Sunday, November 28, 2004

A note for the women that are physically abused..

This website has not (and will not ever) condone physical abuse of a woman! Being submitted does not mean enduring a beating! God's daughters were not made to be punching bags! If you are being abused, get out NOW! You are DEFINATELY unequally yoked!

Now, as far as "verbal abuse" - yes that is abuse and there is a fine line between what a person should or should not take. However this site still maintains the prayerful and godly belief that, in ordinary circumstances, we can win our husbands and improve our relationship by being a godly wife. Over the next few days, I will be posting more about this.
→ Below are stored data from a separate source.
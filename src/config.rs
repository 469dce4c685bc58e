//! Settings document: schema, validation, and atomic on-disk persistence.
//!
//! Persistence mirrors the original implementation's save routine
//! exactly: write to `settings.json.tmp`, rotate the existing file to
//! `settings.json.backup` if present, then rename the temp file into
//! place. A missing or corrupt file is never fatal — defaults are
//! merged in and a fresh file is written back.

use crate::error::DetectorError;
use crate::source::{RtspSource, SavedVbanSource};
use serde::{Deserialize, Serialize};
use std::fs;
use std::path::PathBuf;
use std::time::{Duration, Instant};

fn default_threshold() -> f32 {
    0.3
}

fn default_delay() -> f32 {
    1.0
}

#[derive(Debug, Clone, Serialize, Deserialize, PartialEq)]
pub struct GlobalSettings {
    #[serde(default = "default_threshold")]
    pub threshold: f32,
    #[serde(default = "default_delay")]
    pub delay: f32,
}

impl Default for GlobalSettings {
    fn default() -> Self {
        Self {
            threshold: default_threshold(),
            delay: default_delay(),
        }
    }
}

#[derive(Debug, Clone, Serialize, Deserialize, PartialEq, Default)]
pub struct MicrophoneSettings {
    #[serde(default)]
    pub device_index: Option<usize>,
    #[serde(default)]
    pub enabled: bool,
    #[serde(default)]
    pub webhook_url: Option<String>,
}

#[derive(Debug, Clone, Serialize, Deserialize, PartialEq, Default)]
pub struct VbanSettings {
    #[serde(default)]
    pub ip: Option<String>,
    #[serde(default)]
    pub port: Option<u16>,
    #[serde(default)]
    pub stream_name: Option<String>,
    #[serde(default)]
    pub enabled: bool,
    #[serde(default)]
    pub webhook_url: Option<String>,
}

/// The full settings document, deep-mergeable against defaults.
#[derive(Debug, Clone, Serialize, Deserialize, PartialEq, Default)]
pub struct Settings {
    #[serde(default)]
    pub global: GlobalSettings,
    #[serde(default)]
    pub microphone: MicrophoneSettings,
    #[serde(default)]
    pub rtsp_sources: Vec<RtspSource>,
    #[serde(default)]
    pub saved_vban_sources: Vec<SavedVbanSource>,
    #[serde(default)]
    pub vban: VbanSettings,
}

/// Field-level validation. Errors accumulate so callers see every
/// problem at once, rather than stopping at the first.
pub fn validate(settings: &Settings) -> Result<(), Vec<DetectorError>> {
    let mut errors = Vec::new();

    if !(0.0..=1.0).contains(&settings.global.threshold) {
        errors.push(DetectorError::ConfigInvalid {
            field: "global.threshold".into(),
            reason: "must be within [0, 1]".into(),
        });
    }
    if settings.global.delay < 0.0 {
        errors.push(DetectorError::ConfigInvalid {
            field: "global.delay".into(),
            reason: "must be >= 0".into(),
        });
    }

    for (i, rtsp) in settings.rtsp_sources.iter().enumerate() {
        if let Some(reason) = invalid_url_reason(&rtsp.url) {
            errors.push(DetectorError::ConfigInvalid {
                field: format!("rtsp_sources[{i}].url"),
                reason,
            });
        }
        if let Some(url) = &rtsp.webhook_url {
            if let Some(reason) = invalid_url_reason(url) {
                errors.push(DetectorError::ConfigInvalid {
                    field: format!("rtsp_sources[{i}].webhook_url"),
                    reason,
                });
            }
        }
    }
    let mut rtsp_ids: Vec<&str> = settings.rtsp_sources.iter().map(|s| s.id.as_str()).collect();
    rtsp_ids.sort_unstable();
    if rtsp_ids.windows(2).any(|w| w[0] == w[1]) {
        errors.push(DetectorError::ConfigInvalid {
            field: "rtsp_sources[].id".into(),
            reason: "ids must be unique".into(),
        });
    }

    for (i, vban) in settings.saved_vban_sources.iter().enumerate() {
        if vban.port == 0 {
            errors.push(DetectorError::ConfigInvalid {
                field: format!("saved_vban_sources[{i}].port"),
                reason: "must be in (0, 65535]".into(),
            });
        }
        if let Some(url) = &vban.webhook_url {
            if let Some(reason) = invalid_url_reason(url) {
                errors.push(DetectorError::ConfigInvalid {
                    field: format!("saved_vban_sources[{i}].webhook_url"),
                    reason,
                });
            }
        }
    }

    if let Some(url) = &settings.microphone.webhook_url {
        if let Some(reason) = invalid_url_reason(url) {
            errors.push(DetectorError::ConfigInvalid {
                field: "microphone.webhook_url".into(),
                reason,
            });
        }
    }

    if errors.is_empty() {
        Ok(())
    } else {
        Err(errors)
    }
}

fn invalid_url_reason(url: &str) -> Option<String> {
    if url.is_empty() {
        return Some("must not be empty".into());
    }
    if !(url.starts_with("http://") || url.starts_with("https://")) {
        return Some("must be an absolute http(s) URL".into());
    }
    None
}

/// Deep-merges `overlay` onto `base`: any vector or scalar the caller
/// explicitly supplied overrides the base, matching the original's
/// recursive dict-merge semantics for a (de)serialized document.
fn deep_merge(base: Settings, overlay: serde_json::Value) -> Result<Settings, DetectorError> {
    let mut base_value = serde_json::to_value(&base)?;
    merge_json(&mut base_value, overlay);
    Ok(serde_json::from_value(base_value)?)
}

fn merge_json(base: &mut serde_json::Value, overlay: serde_json::Value) {
    use serde_json::Value;
    match (base, overlay) {
        (Value::Object(base_map), Value::Object(overlay_map)) => {
            for (k, v) in overlay_map {
                merge_json(base_map.entry(k).or_insert(Value::Null), v);
            }
        }
        (base_slot, overlay_value) => *base_slot = overlay_value,
    }
}

const SETTINGS_FILE: &str = "settings.json";
const SETTINGS_BACKUP: &str = "settings.json.backup";
const SETTINGS_TEMP: &str = "settings.json.tmp";
const SETTINGS_CACHE_TTL: Duration = Duration::from_secs(5);

/// Owns load/save of the settings document on disk, plus a short-lived
/// read cache so hot paths (the VBAN receiver's enabled-source filter)
/// don't hit the filesystem on every packet.
pub struct SettingsStore {
    dir: PathBuf,
    cache: std::sync::Mutex<Option<(Instant, Settings)>>,
}

impl SettingsStore {
    pub fn new(dir: impl Into<PathBuf>) -> Self {
        Self {
            dir: dir.into(),
            cache: std::sync::Mutex::new(None),
        }
    }

    fn path(&self, name: &str) -> PathBuf {
        self.dir.join(name)
    }

    /// Loads from disk, deep-merging onto defaults. A missing or corrupt
    /// file is treated as absent: defaults are returned and a fresh file
    /// is written back so the next load sees a clean document.
    pub fn load(&self) -> Result<Settings, DetectorError> {
        let path = self.path(SETTINGS_FILE);
        let settings = match fs::read_to_string(&path) {
            Ok(content) => match serde_json::from_str::<serde_json::Value>(&content) {
                Ok(overlay) => deep_merge(Settings::default(), overlay)?,
                Err(e) => {
                    tracing::error!("settings.json is corrupt ({e}), falling back to defaults");
                    let defaults = Settings::default();
                    self.save(&defaults)?;
                    defaults
                }
            },
            Err(e) if e.kind() == std::io::ErrorKind::NotFound => {
                let defaults = Settings::default();
                self.save(&defaults)?;
                defaults
            }
            Err(e) => return Err(e.into()),
        };
        *self.cache.lock().unwrap() = Some((Instant::now(), settings.clone()));
        Ok(settings)
    }

    /// Returns the cached settings if younger than the TTL, else reloads.
    pub fn cached(&self) -> Result<Settings, DetectorError> {
        if let Some((loaded_at, settings)) = self.cache.lock().unwrap().clone() {
            if loaded_at.elapsed() < SETTINGS_CACHE_TTL {
                return Ok(settings);
            }
        }
        self.load()
    }

    /// Validates then atomically persists `settings`: write-temp,
    /// rotate-existing-to-backup, rename-temp-into-place.
    pub fn save(&self, settings: &Settings) -> Result<(), DetectorError> {
        validate(settings).map_err(|errors| {
            DetectorError::ConfigInvalid {
                field: "settings".into(),
                reason: errors
                    .iter()
                    .map(|e| e.to_string())
                    .collect::<Vec<_>>()
                    .join("; "),
            }
        })?;

        fs::create_dir_all(&self.dir)?;
        let temp_path = self.path(SETTINGS_TEMP);
        let final_path = self.path(SETTINGS_FILE);
        let backup_path = self.path(SETTINGS_BACKUP);

        let json = serde_json::to_string_pretty(settings)?;
        fs::write(&temp_path, json)?;

        if final_path.exists() {
            fs::rename(&final_path, &backup_path)?;
        }
        fs::rename(&temp_path, &final_path)?;

        *self.cache.lock().unwrap() = Some((Instant::now(), settings.clone()));
        Ok(())
    }
}

/// Returns whether `ip`/`stream_name` has a matching enabled entry in
/// `saved_vban_sources`, per the VBAN receiver's forwarding gate.
pub fn is_vban_source_enabled(settings: &Settings, ip: &str, stream_name: &str) -> bool {
    settings
        .saved_vban_sources
        .iter()
        .any(|s| s.enabled && s.ip == ip && s.stream_name == stream_name)
}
Thursday, November 11, 2004

Boot Camp Kick in the Butt Time...

I am really concerned with what I feel is a lack of respect for our husbands - not just on this list but in real life as well. I know, I know...a lot of you are thinking (or yelling at the monitor), "Well if my husband would just change this or that...if he would just do this or that...what about my feelings?" So? What about them? You cannot pick and choose what parts of the Bible to obey. You want him to change? Then YOU change. Sure, he probably was more attentive to you when you were just dating or courting but you know something? You were more attentive to his needs then too. Men are simple: they want respect from their women, they want us to love them and they want us to feed them. You have feelings - men have feelings too. They just don't express them like we do. I guarantee you (from experience) that if you start going out of your way to please him then he will walk through fire for you. Do unto others as you would have them do unto you. Submit to your own husbands as you would submit to the Lord. If the Lord lived in your house in the flesh, and He wanted something done a certain way you would do it, wouldn't you? You'd want Him happy, right? Why don't you want your husband to be deliriously happy?!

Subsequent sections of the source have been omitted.